Vuelvo al problema del absentismo escolar y siempre con la punzante sospecha de que, desde todos lados, no se hace lo suficiente porque no existe un compromiso real para resolverse. Y sí, de todos lados llegan buenos propósitos e intenciones, nadie niega en público el problema y aún menos que se inhiban, pero la realidad sigue siendo la que es, un grandioso problema irresoluto sin trazas de resolverse alguna vez.
Las familias, los centros educativos, las diversas administraciones, son parte de la solución y también del problema, y quizá hay radique la cuestión para entender lo que sucede.
Por un lado es evidente que la responsabilidad primaria es de las familias. La educación es un derecho, sí, pero también una obligación marcada por la ley hasta los dieciséis años. Los recursos, no solo económicos, dedicados a ella suman cientos de miles de millones de euros y el cumplimiento de la ley es un concepto que obliga a todo ciudadano. Los padres deberían saber a qué se exponen cuando la incumplen pero, cómo no, suelen encontrarse la laxitud habitual, ese margen preciso como para que ni se intimiden ni esfuercen y el tiempo transcurra sin ningún tipo de problema y aún más cuando la normativa ofrece todo el crédito a los padres para justificar las ausencias sin necesidad de mediar comprobación independiente, de modo que puedes llamar a casa del alumno para preguntar por las reiteradas faltas y escuchar a los padres decirte que está con un fuerte esquince y a reposo, aunque al salir de clase veas a ese alumno paseando felizmente con la bici.

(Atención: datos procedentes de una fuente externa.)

//! API options for the Newton and CG iterations.
//!
//! This module provides the `SolverOptions` struct, which carries the
//! iteration limits and tolerances of the Newton–Krylov solve and the
//! finite-difference step used for Jacobian-vector products.

/// Step of the forward difference `(F(x + eps·v) − F(x)) / eps`.
pub const FD_EPS: f64 = 1e-8;

/// Newton–Krylov iteration parameters.
#[derive(Clone, Debug, PartialEq)]
pub struct SolverOptions {
    /// Maximum CG iterations per linear solve
    pub cg_max_iters: usize,

    /// Absolute tolerance on the CG residual norm
    pub cg_tol: f64,

    /// Maximum Newton iterations per time step
    pub newton_max_iters: usize,

    /// Absolute tolerance on the nonlinear residual norm
    pub newton_tol: f64,

    /// Finite-difference step for Jacobian-vector products
    pub fd_eps: f64,
}

impl Default for SolverOptions {
    fn default() -> Self {
        Self {
            cg_max_iters: 200,
            cg_tol: 1e-6,
            newton_max_iters: 50,
            newton_tol: 1e-6,
            fd_eps: FD_EPS,
        }
    }
}

impl SolverOptions {
    pub fn with_cg(mut self, max_iters: usize, tol: f64) -> Self {
        self.cg_max_iters = max_iters;
        self.cg_tol = tol;
        self
    }

    pub fn with_newton(mut self, max_iters: usize, tol: f64) -> Self {
        self.newton_max_iters = max_iters;
        self.newton_tol = tol;
        self
    }
}

#[cfg(test)]
mod tests {
    use super::*;

    #[test]
    fn builders_override_defaults() {
        let o = SolverOptions::default().with_cg(10, 1e-3).with_newton(4, 1e-5);
        assert_eq!((o.cg_max_iters, o.cg_tol), (10, 1e-3));
        assert_eq!((o.newton_max_iters, o.newton_tol), (4, 1e-5));
        assert_eq!(o.fd_eps, FD_EPS);
    }
}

Y pillados, los familiares recurren a que no pueden con ellos.
Tampoco los centros, y lo hago desde la generalización, como en el tema de las familias absentistas, hacen todo lo que pueden. Es fácil recurrir a echar la culpa exclusiva a los padres, insistir en que las medidas tomadas no sirven para nada y solo hacen perder el tiempo, o hasta pensar para los adentros que las clases están mejor sin esos alumnos que habitualmente ni siguen los ritmos de clase ni tienen un buen comportamiento, pero hacia afuera se muestra preocupación, se participa en todo foro o comisión de absentismo, como dando a entender que se hace cuanto se puede. Pero se puede más.
Lo mismo digo de las administraciones. Tienen los instrumentos legales, tienen parte de los medios, pero se sienten desbordados antes de haber agotado las medidas. Eso si, de paso, no termina en un zancadilleo entre ellas que lleva al desánimo y la frustración. Así, por ejemplo, las comisiones locales de absentismo, los propios centros educativos que son también administración, los ayuntamientos que reconocen el problema, son capaces de completar los protocolos de actuación y darse de bruces con las fiscalías de menores que suelen resolver tarde y en contra la mayor parte de esas denuncias de absentismo devaluando el grave problema para convertirlo en la nada.
Todos hacen algo, puede que mucho, pero nada que sea suficiente porque el problema sigue ahí, enquistado, y va más lejos de la simple estadística cuando desde cada centro, cada comisión de absentismo escolar, conocemos los casos concretos y a los chavales y familias implicados. No existe un compromiso global serio, no existe la debida coordinación, no existe idéntico criterio, y con tales mimbres no existe solución eficaz.
El absentismo escolar en España, aunque sea aparentemente marginal, tiene todos los recovecos favorables para verse favorecido pues deja pasar años antes de una posible solución que, cuando llega, a veces, hasta los alumnos implicados ya superaron la edad que les obligaba a dicha escolarización y asistencia.
Me disgusta decirlo, pero este es otro pliegue más de este país de traca que aparenta más que es y que nunca aborda los problemas con seriedad, compromiso y convicción.